■ Exercise description ■
Across the records that follow, how many lines contain the string "highlighted"? Answer with the number only.

--- START ---

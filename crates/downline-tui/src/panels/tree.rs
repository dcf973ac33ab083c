//! Tree panel — indented outline of the loaded downline with a selection.

use downline_core::{DisplayNode, Position};
use ratatui::{
    prelude::*,
    widgets::{Block, Borders, List, ListItem, Paragraph},
};

use super::PanelState;

/// One rendered slot of the outline.
#[derive(Debug, Clone, PartialEq)]
struct TreeRow {
    level: usize,
    position: Position,
    member_id: Option<String>,
    label: String,
    is_active: bool,
}

impl TreeRow {
    fn from_node(level: usize, node: &DisplayNode) -> Self {
        match node.member() {
            Some(member) => {
                let mut label = format!("{} {}", member.member_id, member.name);
                if !member.rank.is_empty() {
                    label.push_str(&format!(" [{}]", member.rank));
                }
                Self {
                    level,
                    position: member.position,
                    member_id: Some(member.member_id.clone()),
                    label,
                    is_active: member.is_active,
                }
            }
            None => Self {
                level,
                position: node.position(),
                member_id: None,
                label: "(empty)".to_string(),
                is_active: false,
            },
        }
    }
}

/// Flattened pre-order view of the display tree.
pub struct TreePanel {
    rows: Vec<TreeRow>,
    selected: usize,
}

impl TreePanel {
    pub fn new() -> Self {
        Self {
            rows: Vec::new(),
            selected: 0,
        }
    }

    /// Re-flatten after a new tree loads. Selection returns to the root.
    pub fn rebuild(&mut self, tree: Option<&DisplayNode>) {
        self.rows = tree
            .map(|t| {
                t.walk()
                    .map(|(level, node)| TreeRow::from_node(level, node))
                    .collect()
            })
            .unwrap_or_default();
        self.selected = 0;
    }

    pub fn len(&self) -> usize {
        self.rows.len()
    }

    pub fn is_empty(&self) -> bool {
        self.rows.is_empty()
    }

    pub fn selected(&self) -> usize {
        self.selected
    }

    /// Member id under the cursor; `None` on a placeholder.
    pub fn selected_member_id(&self) -> Option<&str> {
        self.rows
            .get(self.selected)
            .and_then(|r| r.member_id.as_deref())
    }

    /// Move the cursor to `member_id`. Returns whether it was found.
    pub fn select_member(&mut self, member_id: &str) -> bool {
        match self
            .rows
            .iter()
            .position(|r| r.member_id.as_deref() == Some(member_id))
        {
            Some(index) => {
                self.selected = index;
                true
            }
            None => false,
        }
    }

    pub fn render(&self, frame: &mut Frame, area: Rect, highlighted: Option<&str>, title: &str) {
        let block = Block::default().title(title.to_string()).borders(Borders::ALL);

        if self.rows.is_empty() {
            let empty = Paragraph::new("  (no tree loaded)")
                .style(Style::default().fg(Color::DarkGray))
                .block(block);
            frame.render_widget(empty, area);
            return;
        }

        let visible_height = area.height.saturating_sub(2) as usize;
        let skip = self.selected.saturating_sub(visible_height.saturating_sub(1));

        let items: Vec<ListItem> = self
            .rows
            .iter()
            .enumerate()
            .skip(skip)
            .take(visible_height)
            .map(|(index, row)| {
                let slot = match row.position {
                    Position::Root => "",
                    Position::Left => "L ",
                    Position::Right => "R ",
                };
                let mut style = match (&row.member_id, row.is_active) {
                    (None, _) => Style::default().fg(Color::DarkGray),
                    (Some(_), true) => Style::default().fg(Color::Green),
                    (Some(_), false) => Style::default().fg(Color::Gray),
                };
                if row.member_id.is_some() && row.member_id.as_deref() == highlighted {
                    style = style.fg(Color::Black).bg(Color::Yellow);
                }
                if index == self.selected {
                    style = style.add_modifier(Modifier::REVERSED | Modifier::BOLD);
                }

                let line = Line::from(vec![
                    Span::raw("  ".repeat(row.level)),
                    Span::styled(slot, Style::default().fg(Color::Cyan)),
                    Span::styled(row.label.as_str(), style),
                ]);
                ListItem::new(line)
            })
            .collect();

        frame.render_widget(List::new(items).block(block), area);
    }
}

impl Default for TreePanel {
    fn default() -> Self {
        Self::new()
    }
}

impl PanelState for TreePanel {
    fn scroll_down(&mut self, n: usize) {
        let last = self.rows.len().saturating_sub(1);
        self.selected = (self.selected + n).min(last);
    }

    fn scroll_up(&mut self, n: usize) {
        self.selected = self.selected.saturating_sub(n);
    }

    fn scroll_to_top(&mut self) {
        self.selected = 0;
    }

    fn scroll_to_bottom(&mut self) {
        self.selected = self.rows.len().saturating_sub(1);
    }
}
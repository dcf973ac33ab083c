//! Fuzz target for the tree document pipeline.
//!
//! Run with: cargo +nightly fuzz run fuzz_tree_document
//!
//! Input layout: `<depth>\n<query>\n<json body>`. The body goes through
//! `parse_tree_document`, `transform_root`, and `search`; depth goes through
//! `DepthController::normalize`.

#![no_main]

use downline_core::gateway::parse_tree_document;
use downline_core::{DepthController, search, search_all, transform_root};
use libfuzzer_sys::fuzz_target;

fuzz_target!(|data: &[u8]| {
    let mut parts = data.splitn(3, |&b| b == b'\n');
    let depth_raw = parts.next().unwrap_or_default();
    let query = parts.next().unwrap_or_default();
    let body = parts.next().unwrap_or_default();

    if let Ok(raw) = std::str::from_utf8(depth_raw) {
        assert!(DepthController::normalize(raw) >= 1);
    }

    let Ok(domain) = parse_tree_document(body) else {
        return;
    };
    let tree = transform_root(domain.as_ref());
    assert_eq!(tree.is_placeholder(), domain.is_none());

    let Ok(query) = std::str::from_utf8(query) else {
        return;
    };
    let first = search(&tree, query);
    let all = search_all(&tree, query);
    // The first hit is the head of the full match list.
    assert_eq!(
        first.map(|m| m.member_id.as_str()),
        all.first().map(|m| m.member_id.as_str())
    );
});
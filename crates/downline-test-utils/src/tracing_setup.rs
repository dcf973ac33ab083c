//! Tracing initialisation helpers for tests.
//!
//! The subscriber is initialised at most once per process, so it is safe to
//! call [`init_test_tracing`] from every test function.

use tracing_subscriber::EnvFilter;

/// Initialise a tracing subscriber that writes to the test-harness writer
/// and respects `RUST_LOG` (default `debug` for workspace crates).
///
/// # Example
///
/// ```ignore
/// #[tokio::test]
/// async fn drill_down() {
///     downline_test_utils::tracing_setup::init_test_tracing();
///     // navigation transitions are now visible with --nocapture
/// }
/// ```
pub fn init_test_tracing() {
    let _ = tracing_subscriber::fmt()
        .with_env_filter(
            EnvFilter::try_from_default_env()
                .unwrap_or_else(|_| EnvFilter::new("warn,downline_core=debug")),
        )
        .with_test_writer()
        .try_init();
}
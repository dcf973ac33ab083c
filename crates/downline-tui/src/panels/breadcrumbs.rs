//! Breadcrumb header — drill-down trail with the keys that jump to it.

use downline_core::Breadcrumb;
use ratatui::{
    prelude::*,
    widgets::{Block, Borders, Paragraph},
};

/// Header line showing `Root › 1:Priya › 2:Meera` plus fetch depth.
pub struct BreadcrumbBar<'a> {
    pub history: &'a [Breadcrumb],
    pub depth: u32,
    pub loading: bool,
}

impl BreadcrumbBar<'_> {
    /// Plain-text trail. Only the first nine crumbs get a jump key.
    pub fn trail(&self) -> String {
        let mut trail = String::from("0:Root");
        for (i, crumb) in self.history.iter().enumerate() {
            trail.push_str(" › ");
            if i < 9 {
                trail.push_str(&format!("{}:", i + 1));
            }
            trail.push_str(&crumb.name);
        }
        trail
    }

    pub fn render(&self, frame: &mut Frame, area: Rect) {
        let mut spans = vec![
            Span::styled(
                "Downline ",
                Style::default()
                    .fg(Color::Cyan)
                    .add_modifier(Modifier::BOLD),
            ),
            Span::raw(self.trail()),
            Span::styled(
                format!("  depth {}", self.depth),
                Style::default().fg(Color::DarkGray),
            ),
        ];
        if self.loading {
            spans.push(Span::styled(
                "  loading…",
                Style::default().fg(Color::Yellow),
            ));
        }
        let header =
            Paragraph::new(Line::from(spans)).block(Block::default().borders(Borders::BOTTOM));
        frame.render_widget(header, area);
    }
}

--- END ---

■ Completed task ■
2